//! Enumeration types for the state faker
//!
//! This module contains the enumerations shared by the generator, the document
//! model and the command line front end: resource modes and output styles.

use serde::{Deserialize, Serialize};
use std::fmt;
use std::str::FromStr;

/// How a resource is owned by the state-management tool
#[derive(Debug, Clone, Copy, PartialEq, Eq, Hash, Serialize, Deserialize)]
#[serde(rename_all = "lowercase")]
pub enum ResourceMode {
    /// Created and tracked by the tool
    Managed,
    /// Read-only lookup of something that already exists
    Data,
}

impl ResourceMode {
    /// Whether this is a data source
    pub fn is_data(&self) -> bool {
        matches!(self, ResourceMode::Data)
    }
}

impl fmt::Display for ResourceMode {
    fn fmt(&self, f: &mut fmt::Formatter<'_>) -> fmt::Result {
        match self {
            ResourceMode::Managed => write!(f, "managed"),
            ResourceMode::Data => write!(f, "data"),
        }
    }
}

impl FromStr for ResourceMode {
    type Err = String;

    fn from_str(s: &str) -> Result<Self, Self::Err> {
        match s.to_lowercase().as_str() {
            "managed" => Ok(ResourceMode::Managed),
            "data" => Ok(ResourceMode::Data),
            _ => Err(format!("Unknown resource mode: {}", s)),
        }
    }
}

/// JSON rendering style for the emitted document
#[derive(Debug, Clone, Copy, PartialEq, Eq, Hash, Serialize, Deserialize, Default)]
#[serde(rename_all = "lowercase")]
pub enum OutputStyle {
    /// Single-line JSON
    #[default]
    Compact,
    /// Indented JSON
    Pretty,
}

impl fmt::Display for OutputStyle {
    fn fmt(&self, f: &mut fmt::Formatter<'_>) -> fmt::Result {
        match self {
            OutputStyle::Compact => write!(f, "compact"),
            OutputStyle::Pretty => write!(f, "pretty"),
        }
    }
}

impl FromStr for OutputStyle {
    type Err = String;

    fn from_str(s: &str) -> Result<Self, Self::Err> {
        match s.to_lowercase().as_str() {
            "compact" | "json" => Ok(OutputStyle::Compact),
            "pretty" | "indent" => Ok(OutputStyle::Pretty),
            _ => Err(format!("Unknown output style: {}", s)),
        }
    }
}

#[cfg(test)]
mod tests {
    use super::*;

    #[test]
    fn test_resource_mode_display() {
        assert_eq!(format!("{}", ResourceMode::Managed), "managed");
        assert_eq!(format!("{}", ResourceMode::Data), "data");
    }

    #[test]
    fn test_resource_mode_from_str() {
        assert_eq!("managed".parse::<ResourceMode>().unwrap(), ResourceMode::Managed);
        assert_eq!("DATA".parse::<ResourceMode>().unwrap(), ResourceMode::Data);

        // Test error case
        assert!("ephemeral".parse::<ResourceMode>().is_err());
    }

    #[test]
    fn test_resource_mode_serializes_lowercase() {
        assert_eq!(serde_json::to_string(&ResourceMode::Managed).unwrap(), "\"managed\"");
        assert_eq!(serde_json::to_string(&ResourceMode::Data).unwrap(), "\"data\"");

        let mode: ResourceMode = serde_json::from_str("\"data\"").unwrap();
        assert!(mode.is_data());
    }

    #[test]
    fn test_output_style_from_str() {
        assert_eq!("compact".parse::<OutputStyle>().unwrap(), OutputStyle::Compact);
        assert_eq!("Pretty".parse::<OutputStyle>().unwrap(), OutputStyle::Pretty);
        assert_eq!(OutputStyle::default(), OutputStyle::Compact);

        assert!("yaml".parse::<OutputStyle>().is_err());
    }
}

=-=-=-=-=

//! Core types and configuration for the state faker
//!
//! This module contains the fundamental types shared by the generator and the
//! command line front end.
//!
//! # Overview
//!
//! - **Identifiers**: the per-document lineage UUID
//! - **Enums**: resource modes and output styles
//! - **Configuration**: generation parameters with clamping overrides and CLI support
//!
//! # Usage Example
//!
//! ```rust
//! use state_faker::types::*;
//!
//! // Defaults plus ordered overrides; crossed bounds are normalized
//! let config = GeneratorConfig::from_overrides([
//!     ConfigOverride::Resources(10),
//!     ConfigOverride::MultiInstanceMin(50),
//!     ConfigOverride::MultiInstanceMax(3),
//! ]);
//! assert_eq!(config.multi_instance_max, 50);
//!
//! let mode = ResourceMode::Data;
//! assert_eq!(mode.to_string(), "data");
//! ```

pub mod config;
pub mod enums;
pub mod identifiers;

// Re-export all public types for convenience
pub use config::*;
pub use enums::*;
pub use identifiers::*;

=-=-=-=-=

# Your assignment
Count how many lines in the data contain the word "Pretty", giving the number without comment.

# Your solution
4